In fact a more probable consequence was that many people who had previously respected Clooney as an intelligent and sensible man, with an admirable disregard for the usual excesses of Hollywood stardom, would be wondering how he could have let them down so badly. Or perhaps, like me, they were quietly rebuking themselves for having so naively misread him.

Several questions arise from the extravaganza in Venice. The first and most obvious is why so many stars feel an apparent compulsion to live their lives so publicly. Is it because they depend on the constant affirmation of the crowd? Does stardom get inside their heads to the point where public adulation eventually becomes the only way they can measure their worth?
Another is why celebrities appear to crave the company of other celebrities. Is this another form of validation for insecure egos? (Matt Damon, Bono, Cindy Crawford and Bill Murray are at my wedding – ergo, I must be up there in the celebrity stratosphere.) Did they have a life, friends, before they became stars?

But perhaps the most perplexing question of all relates to our own fascination with the cult of stardom, without which the Clooney-Alamuddin wedding would have been ignored.
After all, what are actors? They are people who are famous for pretending to be someone else.

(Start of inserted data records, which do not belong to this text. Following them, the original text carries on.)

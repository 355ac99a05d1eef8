//! JSON-RPC objects delimited by newlines or blank lines.

use std::io::{BufRead, Write};

use rpcd_core::Request;
use rpcd_types::{ErrorCode, RpcError, Value};
use serde_json::{Map as JsonMap, Value as Json};
use tracing::debug;

use super::{Budget, CODEC_TARGET, CodecError, ReadOutcome, WireCodec, is_blank};

const JSONRPC_VERSION: &str = "2.0";

/// Plain JSON-RPC framing.
///
/// A request is one JSON object. It may span several lines; the reader
/// stops at the end of the line that closes the outermost value, and a
/// blank line ends a document early. Replies are followed by a blank line.
#[derive(Debug, Default, Clone, Copy)]
pub struct JsonCodec;

impl WireCodec for JsonCodec {
    fn read_request(&self, reader: &mut dyn BufRead) -> Result<ReadOutcome, CodecError> {
        let mut budget = Budget::new();
        let mut scanner = DocumentScanner::default();
        let mut text = String::new();
        let mut line = String::new();
        loop {
            if !budget.read_line(reader, &mut line)? {
                return Ok(if is_blank(&text) {
                    ReadOutcome::EndOfStream
                } else {
                    parse_document(&text)
                });
            }
            if is_blank(&line) {
                if is_blank(&text) {
                    continue;
                }
                return Ok(parse_document(&text));
            }
            scanner.feed(line.as_bytes());
            text.push_str(&line);
            if scanner.is_complete() {
                return Ok(parse_document(&text));
            }
        }
    }

    fn write_reply(&self, writer: &mut dyn Write, request: &Request) -> Result<(), CodecError> {
        let text = encode_envelope(request)?;
        writer.write_all(text.as_bytes())?;
        writer.write_all(b"\n\n")?;
        writer.flush()?;
        Ok(())
    }
}

/// Tracks nesting across lines so a document is parsed once, when its
/// outermost value closes.
#[derive(Debug, Default)]
struct DocumentScanner {
    depth: usize,
    started: bool,
    in_string: bool,
    escaped: bool,
}

impl DocumentScanner {
    fn feed(&mut self, bytes: &[u8]) {
        for &byte in bytes {
            if self.in_string {
                if self.escaped {
                    self.escaped = false;
                } else if byte == b'\\' {
                    self.escaped = true;
                } else if byte == b'"' {
                    self.in_string = false;
                }
                continue;
            }
            match byte {
                b'"' => {
                    self.in_string = true;
                    self.started = true;
                }
                b'{' | b'[' => {
                    self.depth = self.depth.saturating_add(1);
                    self.started = true;
                }
                b'}' | b']' => {
                    self.depth = self.depth.saturating_sub(1);
                    self.started = true;
                }
                _ if byte.is_ascii_whitespace() => {}
                _ => self.started = true,
            }
        }
    }

    /// A top-level value has been seen and every bracket and string is
    /// closed. Stray closers count as complete so the parser can reject
    /// them.
    const fn is_complete(&self) -> bool {
        self.started && self.depth == 0 && !self.in_string
    }
}

fn parse_document(text: &str) -> ReadOutcome {
    serde_json::from_str::<Json>(text).map_or_else(
        |error| {
            debug!(target: CODEC_TARGET, %error, "unparseable JSON request");
            ReadOutcome::malformed(ErrorCode::ParseError)
        },
        request_from_document,
    )
}

/// Builds a request from a parsed JSON-RPC object.
///
/// `method` must be a non-empty string and `params`, when present, an
/// object, an array or `null`. `jsonrpc` is optional but must read `2.0`
/// when given. The `id` is kept even when the envelope is rejected.
pub(super) fn request_from_document(document: Json) -> ReadOutcome {
    let Json::Object(mut object) = document else {
        return ReadOutcome::malformed(ErrorCode::InvalidRequest);
    };
    let id = object.remove("id").map(Value::from);
    match envelope_request(&mut object) {
        Ok(mut request) => {
            request.set_id(id);
            ReadOutcome::Request(request)
        }
        Err(error) => {
            let mut request = Request::failed(error);
            request.set_id(id);
            ReadOutcome::Malformed(request)
        }
    }
}

fn envelope_request(object: &mut JsonMap<String, Json>) -> Result<Request, RpcError> {
    let invalid = |detail: &str| RpcError::from_code(ErrorCode::InvalidRequest).with_data(detail);

    match object.remove("jsonrpc") {
        None => {}
        Some(Json::String(version)) if version == JSONRPC_VERSION => {}
        Some(_) => return Err(invalid("jsonrpc")),
    }
    let method = match object.remove("method") {
        Some(Json::String(method)) if !method.is_empty() => method,
        _ => return Err(invalid("method")),
    };
    let params = match object.remove("params") {
        None | Some(Json::Null) => Value::map(),
        Some(params @ (Json::Object(_) | Json::Array(_))) => Value::from(params),
        Some(_) => return Err(invalid("params")),
    };
    let service = match object.remove("service") {
        None | Some(Json::Null) => None,
        Some(Json::String(service)) => Some(service),
        Some(_) => return Err(invalid("service")),
    };

    let mut request = Request::new(method).with_params(params);
    request.set_service(service);
    Ok(request)
}

/// Renders the JSON-RPC reply envelope for `request`.
pub(super) fn encode_envelope(request: &Request) -> Result<String, CodecError> {
    let reply = request.final_reply();
    let mut envelope = JsonMap::new();
    envelope.insert(String::from("jsonrpc"), Json::from(JSONRPC_VERSION));
    if let Some(id) = request.id() {
        envelope.insert(String::from("id"), Json::from(id));
    }
    let slot = if reply.is_error() { "error" } else { "result" };
    envelope.insert(String::from(slot), Json::from(&reply));
    Ok(serde_json::to_string(&Json::Object(envelope))?)
}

We wrongly attribute to them the characteristics of the fictional characters they play. The extent to which we worship them hinges on how convincingly they pull off this feat. Our interest in them is as illogical as our fascination with royalty, whose mass appeal is derived from accidents of birth.
So we’re the suckers, and Clooney is simply taking advantage of our gullibility. But I can’t help liking him less as a result.

5 comments:

Lindsay Mitchell said...

I prefer the celebrity built around reclusiveness.

Marc said...

Heh, nice try, Clooney "wedding."

I know a casino heist when I see one.

Tinman said...

I would prefer you left the "we" out of the last two paragraphs.

Bill Forster said...

I don't know Karl, you write as if George's main aim in life should be to earn your admiration and respect. I think he had a wedding in Italy simply because he lives in Italy. And if he wants some of his celebrity colleagues there, well surely whatever decision the happy couple makes is their business alone.

Incidentally, I am sure I heard somewhere that doing a show-business style wedding generated a lot of moolah, and that the dosh was donated to charity - another reason George retains my admiration and respect.

JC said...

The last movie I attended was Star Wars 2 back in 1983 and before that The Sting in the 1970s, so you could say we weren't great movie goers.. instead I gulped books.

But sitting out there on the periphery of movie land I simply saw the ridiculous and unworldly antics of the stars without whatever merits their films might have ameliorated.

So without seeing a single film or read any critical comment on his films whatsoever I can say he has behaved exactly as I would have expected of a modern film star wrt his marriage.